Cardinal Koch: The Joint Declaration on the Doctrine of Justification signed in August of 1999 was undoubtedly a great step forward in the ecumenical dialogue with Lutherans. The task remaining now is to discuss the ecclesiological consequences of this Joint Declaration. What is clear, in fact, is that the Evangelicals [=Protestants here — LAH] have another understanding of the Church in regard to Catholic Christians. It’s not enough to recognize one another mutually as a Church. What is needed, rather, is a serious theological dialogue on what constitutes the essence of the Church.
ZENIT: Is a solution similar to the Anglicanorum coetibus for Anglicans possible for Evangelical Christians?
Cardinal Koch: Anglicanorum coetibus was not an initiative of Rome, but came from the Anglican Church. The Holy Father then sought a solution and, in my opinion, found a very broad solution, in which the Anglicans’ ecclesial and liturgical traditions were taken into ample consideration. If similar desires are expressed by the Lutherans, then we will have to reflect on them. However, the initiative is up to the Lutherans.

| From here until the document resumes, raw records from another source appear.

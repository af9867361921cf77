use std::sync::Arc;

use arbor_core::{ElementKind, Handle};
use arbor_model::{CacheTier, ElementInfo, InfoCache, InfoCacheConfig, ModelConfig};
use pretty_assertions::assert_eq;

use super::support::{manager, unit, RecordingListener, TreeBuilder};

#[test]
fn one_put_over_capacity_evicts_exactly_the_oldest_entry() {
    let cache = InfoCache::new(InfoCacheConfig {
        source_slots: 3,
        ..InfoCacheConfig::default()
    });
    for name in ["a", "b", "c"] {
        assert!(cache.put(unit(name), ElementInfo::new()).is_empty());
    }

    let pending = cache.put(unit("d"), ElementInfo::new());
    assert_eq!(pending.handles(), vec![unit("a")]);
    assert_eq!(cache.len_of(CacheTier::Source), 3);
    assert!(!cache.contains(&unit("a")));
}

#[test]
fn evicting_a_container_closes_its_cached_subtree() {
    let cache = InfoCache::new(InfoCacheConfig {
        container_slots: 1,
        ..InfoCacheConfig::default()
    });
    let project = Handle::model().child(ElementKind::Project, "p");
    let unit = project.child(ElementKind::CompilationUnit, "A.java");
    let ty = unit.child(ElementKind::Type, "A");
    let _ = cache.put(project.clone(), ElementInfo::new().with_children([unit.clone()]));
    let _ = cache.put(unit.clone(), ElementInfo::new().with_children([ty.clone()]));
    let _ = cache.put(ty.clone(), ElementInfo::new());

    let other = Handle::model().child(ElementKind::Project, "q");
    let pending = cache.put(other.clone(), ElementInfo::new());

    assert_eq!(pending.len(), 3);
    assert!(pending.contains(&project) && pending.contains(&unit) && pending.contains(&ty));
    assert_eq!(cache.len(), 1);
    assert!(cache.contains(&other));
}

#[test]
fn manager_closes_buffers_of_evicted_sources() {
    let builder = Arc::new(TreeBuilder::new());
    let names = ["A", "B", "C"];
    builder.add(
        &Handle::model(),
        &names.iter().map(|name| unit(name)).collect::<Vec<_>>(),
    );
    for name in names {
        builder.add(&unit(name), &[unit(name).child(ElementKind::Type, name)]);
    }
    let mut config = ModelConfig::default();
    config.info.source_slots = 2;
    let model = manager(builder, config);
    let listener = Arc::new(RecordingListener::default());
    model.add_close_listener(listener.clone());

    model.open(&unit("A")).unwrap();
    let a_buffer = model.buffers().get_buffer(&unit("A")).unwrap();
    model.open(&unit("B")).unwrap();
    model.open(&unit("C")).unwrap();

    assert_eq!(listener.closed(), vec![unit("A"), unit("A").child(ElementKind::Type, "A")]);
    assert!(a_buffer.is_closed());
    assert!(model.buffers().get_buffer(&unit("A")).is_none());
    assert_eq!(model.infos().stats().evictions, 2);

    // Evicted entries are recomputed on demand.
    model.open(&unit("A")).unwrap();
    assert!(model.is_open(&unit("A")));
    assert!(!model.is_open(&unit("B")));
}

#[test]
fn members_evicted_on_their_own_are_rebuilt_from_their_unit() {
    let builder = Arc::new(TreeBuilder::new());
    let a = unit("A");
    let members: Vec<Handle> = ["x", "y", "z"]
        .iter()
        .map(|name| a.child(ElementKind::Type, *name))
        .collect();
    builder.add(&Handle::model(), &[a.clone()]);
    builder.add(&a, &members);
    let mut config = ModelConfig::default();
    config.info.member_slots = 2;
    let model = manager(builder.clone(), config);

    model.open(&a).unwrap();
    let x = &members[0];
    assert!(model.is_open(&a));
    assert!(!model.is_open(x));

    let info = model.open(x).unwrap();
    assert!(info.children().is_empty());
    assert!(model.is_open(x));
    assert_eq!(builder.calls_for(&a), 2);
    assert_eq!(model.infos().len_of(CacheTier::Member), 2);

    // The refill did not replace the cached unit or its buffer.
    let buffer = model.buffers().get_buffer(&a).unwrap();
    model.open(x).unwrap();
    assert_eq!(builder.calls_for(&a), 2);
    model.open(&members[1]).unwrap();
    assert!(Arc::ptr_eq(&buffer, &model.buffers().get_buffer(&a).unwrap()));
    assert!(!buffer.is_closed());
}
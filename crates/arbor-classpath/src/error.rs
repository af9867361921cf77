#[derive(Debug, thiserror::Error)]
pub enum ClasspathError {
    /// The initializer failed. The failure value (if any) is memoized, so the
    /// next lookup reports [`Lookup::Failed`](crate::Lookup::Failed) instead of retrying.
    #[error("failed to resolve {key}: {source}")]
    Resolution {
        key: String,
        #[source]
        source: ResolutionError,
    },
    #[error("io error: {0}")]
    Io(#[from] std::io::Error),
    #[error("bincode error: {0}")]
    Bincode(#[from] bincode::Error),
}

/// Error returned by an [`Initializer`](crate::Initializer).
#[derive(Debug, Clone, PartialEq, Eq, thiserror::Error)]
#[error("{message}")]
pub struct ResolutionError {
    message: String,
}

impl ResolutionError {
    pub fn new(message: impl Into<String>) -> Self {
        Self {
            message: message.into(),
        }
    }

    pub fn message(&self) -> &str {
        &self.message
    }
}

pub type Result<T, E = ClasspathError> = std::result::Result<T, E>;
//! Configuration for an Arbor workspace.
//!
//! Every field has a serde default, so an empty file (or no file at all) gives
//! the stock cache budgets.

mod logging;

use std::path::{Path, PathBuf};
use std::time::Duration;

use arbor_archive::ValidityCache;
use arbor_model::{InfoCacheConfig, ModelConfig};
use serde::{Deserialize, Serialize};
use thiserror::Error;

pub use logging::{init_tracing, LoggingConfig};

#[derive(Debug, Clone, PartialEq, Eq, Serialize, Deserialize)]
pub struct ModelSection {
    /// Projects, roots and packages.
    #[serde(default = "ModelSection::default_container_slots")]
    pub container_slots: usize,

    /// Compilation units and class files.
    #[serde(default = "ModelSection::default_source_slots")]
    pub source_slots: usize,

    /// Types, methods, fields and other members.
    #[serde(default = "ModelSection::default_member_slots")]
    pub member_slots: usize,

    #[serde(default = "ModelSection::default_buffer_slots")]
    pub buffer_slots: usize,
}

impl ModelSection {
    fn default_container_slots() -> usize {
        InfoCacheConfig::DEFAULT_CONTAINER_SLOTS
    }

    fn default_source_slots() -> usize {
        InfoCacheConfig::DEFAULT_SOURCE_SLOTS
    }

    fn default_member_slots() -> usize {
        InfoCacheConfig::DEFAULT_MEMBER_SLOTS
    }

    fn default_buffer_slots() -> usize {
        arbor_model::BufferCache::DEFAULT_CAPACITY
    }
}

impl Default for ModelSection {
    fn default() -> Self {
        Self {
            container_slots: Self::default_container_slots(),
            source_slots: Self::default_source_slots(),
            member_slots: Self::default_member_slots(),
            buffer_slots: Self::default_buffer_slots(),
        }
    }
}

#[derive(Debug, Clone, PartialEq, Eq, Serialize, Deserialize)]
pub struct ArchivesSection {
    /// How long an archive's open/failed outcome is trusted before checking again.
    #[serde(default = "ArchivesSection::default_validity_ttl_ms")]
    pub validity_ttl_ms: u64,
}

impl ArchivesSection {
    fn default_validity_ttl_ms() -> u64 {
        ValidityCache::DEFAULT_TTL.as_millis() as u64
    }
}

impl Default for ArchivesSection {
    fn default() -> Self {
        Self {
            validity_ttl_ms: Self::default_validity_ttl_ms(),
        }
    }
}

#[derive(Debug, Clone, PartialEq, Eq, Serialize, Deserialize)]
pub struct IndexSection {
    /// Upper bound on how long a reader waiting for a scan takes to notice
    /// cancellation.
    #[serde(default = "IndexSection::default_wait_poll_ms")]
    pub wait_poll_ms: u64,
}

impl IndexSection {
    fn default_wait_poll_ms() -> u64 {
        50
    }
}

impl Default for IndexSection {
    fn default() -> Self {
        Self {
            wait_poll_ms: Self::default_wait_poll_ms(),
        }
    }
}

#[derive(Debug, Clone, PartialEq, Eq, Serialize, Deserialize)]
pub struct ClasspathSection {
    /// Directory holding state carried across sessions. Without it nothing
    /// is persisted.
    #[serde(default)]
    pub state_dir: Option<PathBuf>,

    #[serde(default = "ClasspathSection::default_snapshot_file")]
    pub snapshot_file: String,
}

impl ClasspathSection {
    fn default_snapshot_file() -> String {
        arbor_classpath::SNAPSHOT_FILE_NAME.to_owned()
    }

    pub fn snapshot_path(&self) -> Option<PathBuf> {
        self.state_dir
            .as_ref()
            .map(|dir| dir.join(&self.snapshot_file))
    }
}

impl Default for ClasspathSection {
    fn default() -> Self {
        Self {
            state_dir: None,
            snapshot_file: Self::default_snapshot_file(),
        }
    }
}

/// Top-level `arbor.toml`.
///
/// ```toml
/// [model]
/// container_slots = 500
/// source_slots = 60
/// member_slots = 1200
/// buffer_slots = 60
///
/// [archives]
/// validity_ttl_ms = 120000
///
/// [index]
/// wait_poll_ms = 50
///
/// [classpath]
/// state_dir = ".arbor"
///
/// [logging]
/// level = "info"
/// ```
#[derive(Debug, Clone, PartialEq, Default, Serialize, Deserialize)]
pub struct ArborConfig {
    #[serde(default)]
    pub model: ModelSection,

    #[serde(default)]
    pub archives: ArchivesSection,

    #[serde(default)]
    pub index: IndexSection,

    #[serde(default)]
    pub classpath: ClasspathSection,

    #[serde(default)]
    pub logging: LoggingConfig,
}

#[derive(Debug, Error)]
pub enum ConfigError {
    #[error("failed to read config file {path}: {source}")]
    Io {
        path: String,
        #[source]
        source: std::io::Error,
    },
    #[error("failed to parse toml config: {0}")]
    Toml(String),
}

impl From<toml::de::Error> for ConfigError {
    fn from(err: toml::de::Error) -> Self {
        // `Display` embeds a snippet of the input; the message alone is enough.
        ConfigError::Toml(err.message().to_owned())
    }
}

impl ArborConfig {
    /// Load a config file from TOML.
    pub fn load_from_path(path: impl AsRef<Path>) -> Result<Self, ConfigError> {
        let path = path.as_ref();
        let text = std::fs::read_to_string(path).map_err(|source| ConfigError::Io {
            path: path.display().to_string(),
            source,
        })?;
        let config = Self::load_from_str(&text)?;
        tracing::debug!(target = "arbor.config", path = %path.display(), "loaded config");
        Ok(config)
    }

    pub fn load_from_str(text: &str) -> Result<Self, ConfigError> {
        Ok(toml::from_str(text)?)
    }

    /// Cache budgets for the model manager. Every budget is at least one slot.
    pub fn model_config(&self) -> ModelConfig {
        ModelConfig {
            info: InfoCacheConfig {
                container_slots: self.model.container_slots.max(1),
                source_slots: self.model.source_slots.max(1),
                member_slots: self.model.member_slots.max(1),
            },
            buffer_slots: self.model.buffer_slots.max(1),
        }
    }

    pub fn archive_ttl(&self) -> Duration {
        Duration::from_millis(self.archives.validity_ttl_ms)
    }

    pub fn index_poll_interval(&self) -> Duration {
        Duration::from_millis(self.index.wait_poll_ms.max(1))
    }

    pub fn snapshot_path(&self) -> Option<PathBuf> {
        self.classpath.snapshot_path()
    }
}
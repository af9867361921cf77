use std::io;
use std::path::PathBuf;

#[derive(Debug, thiserror::Error)]
pub enum ArchiveError {
    #[error("failed to open archive {}: {source}", path.display())]
    Io {
        path: PathBuf,
        #[source]
        source: io::Error,
    },
    #[error("failed to read zip {}: {source}", path.display())]
    Zip {
        path: PathBuf,
        #[source]
        source: zip::result::ZipError,
    },
    /// Returned without touching the file system while a previous failure is
    /// still cached.
    #[error("archive {} is known to be invalid: {reason}", path.display())]
    KnownInvalid { path: PathBuf, reason: String },
}

impl ArchiveError {
    pub fn is_known_invalid(&self) -> bool {
        matches!(self, ArchiveError::KnownInvalid { .. })
    }
}

pub type Result<T, E = ArchiveError> = std::result::Result<T, E>;
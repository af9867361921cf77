//! Element model caches for Arbor.
//!
//! Handles are cheap identities; the data behind them lives here:
//! - [`InfoCache`] holds computed [`ElementInfo`] records in three LRU tiers and
//!   cascades eviction to cached descendants.
//! - [`BufferCache`] holds opened [`TextBuffer`]s for content-bearing elements.
//! - [`ModelManager`] opens elements through a [`StructureBuilder`], staging
//!   everything a build discovers in an [`OpenContext`] and committing it in one
//!   short critical section (first writer wins).
//!
//! Evictions never run close logic under a cache lock. Mutating operations hand
//! back a [`PendingClose`] batch which the manager drains in a close pass.

mod buffer;
mod buffer_cache;
mod error;
mod info;
mod info_cache;
mod manager;
mod staging;

pub use buffer::{BufferListener, TextBuffer};
pub use buffer_cache::BufferCache;
pub use error::{CloseError, ModelError, Result, StructuralError};
pub use info::{ElementFlags, ElementInfo, InfoPayload, SourceRange};
pub use info_cache::{CacheTier, Evicted, InfoCache, InfoCacheConfig, InfoCacheStats, PendingClose};
pub use manager::{CloseListener, CloseReport, ModelConfig, ModelManager};
pub use staging::{OpenContext, Staging, StructureBuilder};
//! Archive access with cached validity.
//!
//! Opening a broken jar is expensive and tends to be retried from many
//! places, so the outcome of every open is remembered for a short TTL by the
//! [`ValidityCache`]. Archives opened during one logical operation can be
//! pooled in an [`ArchiveSession`] owned by the caller that started it.

mod error;
mod manager;
mod opener;
mod session;
mod validity;

pub use error::{ArchiveError, Result};
pub use manager::ArchiveManager;
pub use opener::{ArchiveOpener, OpenArchive, ZipOpener};
pub use session::{ArchiveSession, SessionOwner};
pub use validity::{ArchiveValidity, ValidityCache};
//! Two-generation cache for data produced by background scans.
//!
//! Readers always get an immutable [`IndexSnapshot`]; a scan records per-unit
//! deltas on the side and publishes a new snapshot once, when it ends.

mod cache;
mod error;
mod snapshot;

pub use cache::{IndexCache, ScanHandle, ScanRecorder};
pub use error::{IndexError, Result};
pub use snapshot::IndexSnapshot;
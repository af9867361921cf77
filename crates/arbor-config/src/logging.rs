use std::fs::{File, OpenOptions};
use std::path::PathBuf;
use std::sync::{Arc, Once};

use serde::{Deserialize, Serialize};
use tracing_subscriber::filter::{LevelFilter, ParseError};
use tracing_subscriber::fmt::writer::{BoxMakeWriter, MakeWriterExt};
use tracing_subscriber::prelude::*;
use tracing_subscriber::EnvFilter;

#[derive(Debug, Clone, PartialEq, Eq, Serialize, Deserialize)]
pub struct LoggingConfig {
    /// A level (`debug`, `warning`, ...) or full filter directives such as
    /// `info,arbor.model=trace`.
    #[serde(default = "LoggingConfig::default_level")]
    pub level: String,

    #[serde(default)]
    pub json: bool,

    #[serde(default = "LoggingConfig::default_stderr")]
    pub stderr: bool,

    /// Log file, appended to. Logging goes on without it if it can't be opened.
    #[serde(default)]
    pub file: Option<PathBuf>,
}

impl LoggingConfig {
    fn default_level() -> String {
        "info".to_owned()
    }

    fn default_stderr() -> bool {
        true
    }

    /// Filter directives: the configured level first, then `RUST_LOG`, so the
    /// environment wins for any target both mention.
    pub fn directives(&self) -> String {
        let level = match self.level.trim() {
            "" => "info",
            level if level.eq_ignore_ascii_case("warning") => "warn",
            level => level,
        };
        match std::env::var("RUST_LOG") {
            Ok(env) if !env.trim().is_empty() => format!("{level},{}", env.trim()),
            _ => level.to_owned(),
        }
    }

    /// Parses [`directives`](Self::directives) on top of an `info` default.
    pub fn env_filter(&self) -> Result<EnvFilter, ParseError> {
        EnvFilter::builder()
            .with_default_directive(LevelFilter::INFO.into())
            .parse(self.directives())
    }

    fn open_file(&self) -> Option<Result<Arc<File>, (PathBuf, std::io::Error)>> {
        let path = self.file.as_ref()?;
        Some(
            OpenOptions::new()
                .create(true)
                .append(true)
                .open(path)
                .map(Arc::new)
                .map_err(|err| (path.clone(), err)),
        )
    }
}

impl Default for LoggingConfig {
    fn default() -> Self {
        Self {
            level: Self::default_level(),
            json: false,
            stderr: Self::default_stderr(),
            file: None,
        }
    }
}

static TRACING_INIT: Once = Once::new();

/// Installs the global `tracing` subscriber. Only the first call does anything.
///
/// Bad filter directives fall back to `info` and a bad log file drops the file
/// sink; both are logged once the subscriber is up.
pub fn init_tracing(config: &LoggingConfig) {
    TRACING_INIT.call_once(|| {
        let (filter, bad_directives) = match config.env_filter() {
            Ok(filter) => (filter, None),
            Err(err) => (EnvFilter::new("info"), Some(err)),
        };

        let (file, bad_file) = match config.open_file() {
            Some(Ok(file)) => (Some(file), None),
            Some(Err(failure)) => (None, Some(failure)),
            None => (None, None),
        };

        // Test output capture only sees the stdlib print macros.
        let stderr = || {
            if cfg!(debug_assertions) {
                BoxMakeWriter::new(tracing_subscriber::fmt::writer::TestWriter::with_stderr)
            } else {
                BoxMakeWriter::new(std::io::stderr)
            }
        };
        let writer = match (config.stderr, file) {
            (true, Some(file)) => BoxMakeWriter::new(stderr().and(file)),
            (true, None) => stderr(),
            (false, Some(file)) => BoxMakeWriter::new(file),
            (false, None) => BoxMakeWriter::new(std::io::sink),
        };

        let fmt = tracing_subscriber::fmt::layer()
            .with_writer(writer)
            .with_ansi(false);
        let layer: Box<dyn tracing_subscriber::Layer<_> + Send + Sync> = if config.json {
            fmt.json().boxed()
        } else {
            fmt.boxed()
        };

        let registry = tracing_subscriber::registry().with(filter).with(layer);
        if tracing::subscriber::set_global_default(registry).is_err() {
            return;
        }
        if let Some(err) = bad_directives {
            tracing::warn!(
                target = "arbor.config",
                level = %config.level,
                error = %err,
                "invalid log filter; using info"
            );
        }
        if let Some((path, err)) = bad_file {
            tracing::warn!(
                target = "arbor.config",
                path = %path.display(),
                error = %err,
                "failed to open log file; file logging disabled"
            );
        }
    });
}
#[cfg(test)]
mod tests {
    use super::*;
    use crate::test_util::global_test_lock;
    use serial_test::serial;
    use tempfile::TempDir;

    const VAULT_VARS: [&str; 5] = [
        VAULT_ENABLED_VAR,
        VAULT_URL_VAR,
        VAULT_TOKEN_VAR,
        VAULT_MOUNT_POINT_VAR,
        VAULT_VERSION_VAR,
    ];

    fn loader_for(dir: &TempDir, env: &str) -> UnifiedLoader {
        UnifiedLoader::new(dir.path().to_path_buf(), env, false, false, true, None).unwrap()
    }

    #[test]
    #[serial]
    fn base_file_wins_over_supplemental_files() {
        let _guard = global_test_lock().lock().unwrap();
        let dir = TempDir::new().unwrap();
        std::fs::write(dir.path().join(".env"), "_LAMINA_UL_A=1\n").unwrap();
        std::fs::write(
            dir.path().join(".env.resources"),
            "_LAMINA_UL_A=2\n_LAMINA_UL_B=3\n",
        )
        .unwrap();

        temp_env::with_vars_unset(["_LAMINA_UL_A", "_LAMINA_UL_B"], || {
            let mut loader = loader_for(&dir, "dev");
            let merged = loader.load().unwrap();
            assert_eq!(merged.get("_LAMINA_UL_A").map(String::as_str), Some("1"));
            assert_eq!(merged.get("_LAMINA_UL_B").map(String::as_str), Some("3"));
            assert_eq!(loader.stats().file_keys, 2);
            assert_eq!(loader.stats().vault_keys, 0);
        });
    }

    #[test]
    #[serial]
    fn enabled_store_without_credentials_is_force_disabled() {
        let _guard = global_test_lock().lock().unwrap();
        let dir = TempDir::new().unwrap();
        std::fs::write(
            dir.path().join(".env"),
            "VAULT_ENABLED=true\n_LAMINA_UL_C=file\n",
        )
        .unwrap();

        temp_env::with_vars_unset(VAULT_VARS.iter().copied().chain(["_LAMINA_UL_C"]).collect::<Vec<_>>(), || {
            let mut loader = loader_for(&dir, "dev");
            let merged = loader.load().unwrap();
            assert_eq!(merged.get("_LAMINA_UL_C").map(String::as_str), Some("file"));
            let status = loader.vault_status();
            assert!(!status.enabled);
            assert!(!status.connected);
        });
    }

    #[test]
    #[serial]
    fn remote_secrets_take_precedence_over_the_base_file() {
        let _guard = global_test_lock().lock().unwrap();
        let mut server = mockito::Server::new();
        server
            .mock("GET", "/v1/auth/token/lookup-self")
            .with_status(200)
            .with_body("{}")
            .create();
        server
            .mock("GET", "/v1/lamina/data/dev")
            .with_status(200)
            .with_header("content-type", "application/json")
            .with_body(r#"{"data":{"data":{"_LAMINA_UL_DB_HOST":"vaulthost"}}}"#)
            .create();

        let dir = TempDir::new().unwrap();
        std::fs::write(
            dir.path().join(".env"),
            format!(
                "_LAMINA_UL_DB_HOST=filehost\nVAULT_ENABLED=true\nVAULT_URL={}\nVAULT_TOKEN=test-token\nVAULT_MOUNT_POINT=lamina\n",
                server.url()
            ),
        )
        .unwrap();

        temp_env::with_vars_unset(
            VAULT_VARS.iter().copied().chain(["_LAMINA_UL_DB_HOST"]).collect::<Vec<_>>(),
            || {
                let mut loader = loader_for(&dir, "dev");
                let merged = loader.load().unwrap();
                assert_eq!(
                    merged.get("_LAMINA_UL_DB_HOST").map(String::as_str),
                    Some("vaulthost")
                );
                let status = loader.vault_status();
                assert!(status.enabled);
                assert!(status.connected);
                assert_eq!(status.secrets_loaded, 1);
            },
        );
    }

    #[test]
    #[serial]
    fn unreachable_store_degrades_to_file_only() {
        let _guard = global_test_lock().lock().unwrap();
        let dir = TempDir::new().unwrap();
        std::fs::write(
            dir.path().join(".env"),
            "_LAMINA_UL_D=file\nVAULT_ENABLED=true\nVAULT_URL=http://127.0.0.1:1\nVAULT_TOKEN=test-token\n",
        )
        .unwrap();

        temp_env::with_vars_unset(VAULT_VARS.iter().copied().chain(["_LAMINA_UL_D"]).collect::<Vec<_>>(), || {
            let mut loader = loader_for(&dir, "dev");
            let merged = loader.load().unwrap();
            assert_eq!(merged.get("_LAMINA_UL_D").map(String::as_str), Some("file"));
            let status = loader.vault_status();
            assert!(status.enabled);
            assert!(!status.connected);
        });
    }

    #[test]
    #[serial]
    fn empty_directory_loads_an_empty_mapping() {
        let _guard = global_test_lock().lock().unwrap();
        let dir = TempDir::new().unwrap();
        temp_env::with_vars_unset(VAULT_VARS, || {
            let mut loader = loader_for(&dir, "dev");
            let merged = loader.load().unwrap();
            assert!(merged.is_empty());
            assert_eq!(loader.stats().total_keys, 0);
        });
    }

    #[test]
    #[serial]
    fn switching_to_a_sibling_environment_reloads_it() {
        let _guard = global_test_lock().lock().unwrap();
        let root = TempDir::new().unwrap();
        for (env, value) in [("dev", "dev-value"), ("staging", "staging-value")] {
            let dir = root.path().join(env);
            std::fs::create_dir_all(&dir).unwrap();
            std::fs::write(dir.join(".env"), format!("_LAMINA_UL_SW={value}\n")).unwrap();
        }

        temp_env::with_vars_unset(VAULT_VARS.iter().copied().chain(["_LAMINA_UL_SW"]).collect::<Vec<_>>(), || {
            let mut loader = UnifiedLoader::new(
                root.path().join("dev"),
                "dev",
                false,
                false,
                true,
                None,
            )
            .unwrap();
            loader.load().unwrap();

            let merged = loader.switch_environment("staging").unwrap();
            assert_eq!(
                merged.get("_LAMINA_UL_SW").map(String::as_str),
                Some("staging-value")
            );
            assert_eq!(loader.env(), "staging");

            assert!(matches!(
                loader.switch_environment("ghost"),
                Err(ConfigError::MissingEnvDir(_))
            ));
            assert_eq!(loader.env(), "staging");
        });
    }
}
#[test]
#[serial]
fn environment_beats_readers_and_readers_beat_fallback() {
    let _guard = global_test_lock().lock().unwrap();
    with_clean_env(&["_LAMINA_RS_ENVKEY", "_LAMINA_RS_READERKEY"], || {
        let root = project_tree(&[("dev", "_LAMINA_RS_UNUSED=x\n")]);
        let mut resolver = dev_resolver(&root);
        resolver.register_reader(Box::new(StubReader::with_data(&[
            ("_LAMINA_RS_ENVKEY", "reader"),
            ("_LAMINA_RS_READERKEY", "reader"),
        ])));

        temp_env::with_vars([("_LAMINA_RS_ENVKEY", Some("process"))], || {
            assert_eq!(
                resolver.get("_LAMINA_RS_ENVKEY"),
                Some(ConfigValue::Str("process".to_string()))
            );
        });
        assert_eq!(
            resolver.get("_LAMINA_RS_READERKEY"),
            Some(ConfigValue::Str("reader".to_string()))
        );
        assert_eq!(resolver.get("_LAMINA_RS_ABSENT"), None);
        assert_eq!(
            resolver.get_or("_LAMINA_RS_ABSENT", "fallback"),
            ConfigValue::Str("fallback".to_string())
        );
    });
}

#[test]
#[serial]
fn disabled_readers_yield_no_value_not_an_error() {
    let _guard = global_test_lock().lock().unwrap();
    with_clean_env(&[], || {
        let root = project_tree(&[("dev", "_LAMINA_RS_UNUSED=x\n")]);
        let mut resolver = dev_resolver(&root);
        resolver.register_reader(Box::new(StubReader::disabled()));

        assert_eq!(resolver.get("_LAMINA_RS_ONLY_IN_READER"), None);
        assert!(!resolver.exists("_LAMINA_RS_ONLY_IN_READER"));
    });
}

#[test]
#[serial]
fn exists_agrees_with_get() {
    let _guard = global_test_lock().lock().unwrap();
    with_clean_env(&["_LAMINA_RS_EX_ENV"], || {
        let root = project_tree(&[("dev", "_LAMINA_RS_EX_MAP=1\n")]);
        let mut resolver = dev_resolver(&root);
        resolver.register_reader(Box::new(StubReader::with_data(&[(
            "_LAMINA_RS_EX_READER",
            "r",
        )])));

        temp_env::with_vars([("_LAMINA_RS_EX_ENV", Some(""))], || {
            for key in [
                "_LAMINA_RS_EX_MAP",
                "_LAMINA_RS_EX_ENV",
                "_LAMINA_RS_EX_READER",
                "_LAMINA_RS_EX_MISSING",
            ] {
                assert_eq!(
                    resolver.exists(key),
                    resolver.get(key).is_some(),
                    "exists/get disagree for {key}"
                );
                assert_eq!(resolver.contains(key), resolver.exists(key));
            }
        });
    });
}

It’s hard to read too much into or behind Cardinal Koch’s comments, especially as he’s responding to a specific question. On the other hand, there has been talk of this here and there, and one has to think certain Lutherans have eyed Anglicanorum Coetibus with a degree of interest and hope.
Theologically, though, I wonder if it wasn’t easier to come up with an agreement with the Anglicans because Anglicans haven’t had a well-defined confessional theology. Lutherans have, whether they’re more liberal, pietist, or orthodox in a given congregation or era. I suppose if Catholics and Lutherans willing to be in union with Rome can accept the 1999 Declaration on Justification, then the sides can also come up with an understanding of Holy Communion as a sacrifice. In some ways, Lutherans are closest to Catholics in spirit and (thanks to common roots in Augustine) in theology, especially when one reads the Lutheran confessional statements of the 1500s, but in other ways, worlds apart.
In any event, Pope Benedict is the Pope of Christian unity.